Work instruction —
The data below must be copied in full and without any change.
───
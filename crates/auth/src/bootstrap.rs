//! Auth server first-start: the algorithm that gets a brand-new cluster
//! from "empty backend" to "host-CA, user-CA, and the Auth server's own
//! identity all exist", serialized across replicas by a cluster-wide
//! advisory lock.

use std::sync::Arc;
use std::time::Duration;

use russh::keys::ssh_key::rand_core::OsRng;
use russh::keys::ssh_key::{Algorithm, PrivateKey};
use teleport_backend::{Backend, BackendError};
use teleport_ca::{CaId, CaService, CaType};
use teleport_core::{Config, Role};
use tracing::{info, warn};

use crate::error::AuthError;
use crate::identity::{self, Identity};
use crate::token::TokenService;

/// Runs the full first-start algorithm and returns the Auth server's own
/// runtime `Identity`. Safe to call on every Auth start: when the CAs and
/// identity already exist this is a fast, read-only confirmation.
pub async fn bootstrap_auth_server(
	config: &Config,
	backend: Arc<dyn Backend>,
	ca_service: &CaService,
	token_service: &TokenService,
) -> Result<Identity, AuthError> {
	if config.data_dir.as_os_str().is_empty() {
		return Err(AuthError::BadParameter("data_dir must not be empty".into()));
	}
	if config.host_uuid.is_empty() {
		return Err(AuthError::BadParameter("host_uuid must not be empty".into()));
	}

	let lock = backend
		.acquire_lock(&config.cluster_domain, config.bootstrap.lock_ttl, config.bootstrap.lock_wait)
		.await
		.map_err(|e| match e {
			BackendError::LockHeld(_) => AuthError::BootstrapContention,
			other => other.into(),
		})?;

	let result = run_critical_section(config, ca_service, token_service).await;

	if let Err(e) = backend.release_lock(lock).await {
		warn!(error = %e, "failed to release bootstrap lock");
	}

	result
}

async fn run_critical_section(
	config: &Config,
	ca_service: &CaService,
	token_service: &TokenService,
) -> Result<Identity, AuthError> {
	let host_ca_id = CaId::new(&config.cluster_domain, CaType::Host);
	let user_ca_id = CaId::new(&config.cluster_domain, CaType::User);

	let (host_ca, host_ca_is_new) = get_or_generate_ca(ca_service, &host_ca_id).await?;
	let (_user_ca, user_ca_is_new) = get_or_generate_ca(ca_service, &user_ca_id).await?;
	let first_start = host_ca_is_new || user_ca_is_new;

	if first_start {
		info!(domain = %config.cluster_domain, "first Auth start for this cluster, installing static tokens");
		for t in &config.static_tokens {
			token_service
				.add_named_token(t.token.clone(), t.roles.clone(), config.bootstrap.token_ttl)
				.await?;
		}
	}

	bootstrap_own_identity(config, ca_service, &host_ca).await
}

async fn get_or_generate_ca(
	ca_service: &CaService,
	id: &CaId,
) -> Result<(teleport_ca::CertAuthority, bool), AuthError> {
	if let Some(existing) = ca_service.get_cert_authority(id, true).await? {
		return Ok((existing, false));
	}
	let ca = teleport_ca::CertAuthority::generate(id.clone())?;
	ca_service.upsert_cert_authority(&ca, None).await?;
	info!(ca = %id.storage_key(), "generated new certificate authority");
	Ok((ca, true))
}

/// Mints the Auth server's own host identity directly against its local
/// host-CA rather than calling out over the control channel — there is no
/// one else to call yet during first start.
async fn bootstrap_own_identity(
	config: &Config,
	ca_service: &CaService,
	host_ca: &teleport_ca::CertAuthority,
) -> Result<Identity, AuthError> {
	if let Some(identity) = identity::load_from_disk(&config.data_dir, &config.host_uuid, Role::Auth)? {
		return Ok(identity);
	}

	let private_key =
		PrivateKey::random(&mut OsRng, Algorithm::Ed25519).map_err(|e| AuthError::Internal(e.into()))?;
	let host_ca = ca_service
		.get_cert_authority(&host_ca.id, true)
		.await?
		.ok_or_else(|| AuthError::Internal(anyhow::anyhow!("host CA vanished during bootstrap")))?;

	let certificate = teleport_ca::issuance::generate_host_cert(
		&host_ca,
		private_key.public_key(),
		&config.host_uuid,
		&config.cluster_domain,
		Role::Auth,
		Duration::ZERO,
	)?;

	identity::write_to_disk(&config.data_dir, &config.host_uuid, Role::Auth, &private_key, &certificate)?;

	identity::load_from_disk(&config.data_dir, &config.host_uuid, Role::Auth)?
		.ok_or_else(|| AuthError::Internal(anyhow::anyhow!("identity vanished immediately after writing it")))
}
───
Task solution —
filename crates/auth/src/bootstrap.rs
//! Auth server first-start: the algorithm that gets a brand-new cluster
//! from "empty backend" to "host-CA, user-CA, and the Auth server's own
//! identity all exist", serialized across replicas by a cluster-wide
//! advisory lock.

use std::sync::Arc;
use std::time::Duration;

use russh::keys::ssh_key::rand_core::OsRng;
use russh::keys::ssh_key::{Algorithm, PrivateKey};
use teleport_backend::{Backend, BackendError};
use teleport_ca::{CaId, CaService, CaType};
use teleport_core::{Config, Role};
use tracing::{info, warn};

use crate::error::AuthError;
use crate::identity::{self, Identity};
use crate::token::TokenService;

/// Runs the full first-start algorithm and returns the Auth server's own
/// runtime `Identity`. Safe to call on every Auth start: when the CAs and
/// identity already exist this is a fast, read-only confirmation.
pub async fn bootstrap_auth_server(
	config: &Config,
	backend: Arc<dyn Backend>,
	ca_service: &CaService,
	token_service: &TokenService,
) -> Result<Identity, AuthError> {
	if config.data_dir.as_os_str().is_empty() {
		return Err(AuthError::BadParameter("data_dir must not be empty".into()));
	}
	if config.host_uuid.is_empty() {
		return Err(AuthError::BadParameter("host_uuid must not be empty".into()));
	}

	let lock = backend
		.acquire_lock(&config.cluster_domain, config.bootstrap.lock_ttl, config.bootstrap.lock_wait)
		.await
		.map_err(|e| match e {
			BackendError::LockHeld(_) => AuthError::BootstrapContention,
			other => other.into(),
		})?;

	let result = run_critical_section(config, ca_service, token_service).await;

	if let Err(e) = backend.release_lock(lock).await {
		warn!(error = %e, "failed to release bootstrap lock");
	}

	result
}

async fn run_critical_section(
	config: &Config,
	ca_service: &CaService,
	token_service: &TokenService,
) -> Result<Identity, AuthError> {
	let host_ca_id = CaId::new(&config.cluster_domain, CaType::Host);
	let user_ca_id = CaId::new(&config.cluster_domain, CaType::User);

	let (host_ca, host_ca_is_new) = get_or_generate_ca(ca_service, &host_ca_id).await?;
	let (_user_ca, user_ca_is_new) = get_or_generate_ca(ca_service, &user_ca_id).await?;
	let first_start = host_ca_is_new || user_ca_is_new;

	if first_start {
		info!(domain = %config.cluster_domain, "first Auth start for this cluster, installing static tokens");
		for t in &config.static_tokens {
			token_service
				.add_named_token(t.token.clone(), t.roles.clone(), config.bootstrap.token_ttl)
				.await?;
		}
	}

	bootstrap_own_identity(config, ca_service, &host_ca).await
}

async fn get_or_generate_ca(
	ca_service: &CaService,
	id: &CaId,
) -> Result<(teleport_ca::CertAuthority, bool), AuthError> {
	if let Some(existing) = ca_service.get_cert_authority(id, true).await? {
		return Ok((existing, false));
	}
	let ca = teleport_ca::CertAuthority::generate(id.clone())?;
	ca_service.upsert_cert_authority(&ca, None).await?;
	info!(ca = %id.storage_key(), "generated new certificate authority");
	Ok((ca, true))
}

/// Mints the Auth server's own host identity directly against its local
/// host-CA rather than calling out over the control channel — there is no
/// one else to call yet during first start.
async fn bootstrap_own_identity(
	config: &Config,
	ca_service: &CaService,
	host_ca: &teleport_ca::CertAuthority,
) -> Result<Identity, AuthError> {
	if let Some(identity) = identity::load_from_disk(&config.data_dir, &config.host_uuid, Role::Auth)? {
		return Ok(identity);
	}

	let private_key =
		PrivateKey::random(&mut OsRng, Algorithm::Ed25519).map_err(|e| AuthError::Internal(e.into()))?;
	let host_ca = ca_service
		.get_cert_authority(&host_ca.id, true)
		.await?
		.ok_or_else(|| AuthError::Internal(anyhow::anyhow!("host CA vanished during bootstrap")))?;

	let certificate = teleport_ca::issuance::generate_host_cert(
		&host_ca,
		private_key.public_key(),
		&config.host_uuid,
		&config.cluster_domain,
		Role::Auth,
		Duration::ZERO,
	)?;

	identity::write_to_disk(&config.data_dir, &config.host_uuid, Role::Auth, &private_key, &certificate)?;

	identity::load_from_disk(&config.data_dir, &config.host_uuid, Role::Auth)?
		.ok_or_else(|| AuthError::Internal(anyhow::anyhow!("identity vanished immediately after writing it")))
}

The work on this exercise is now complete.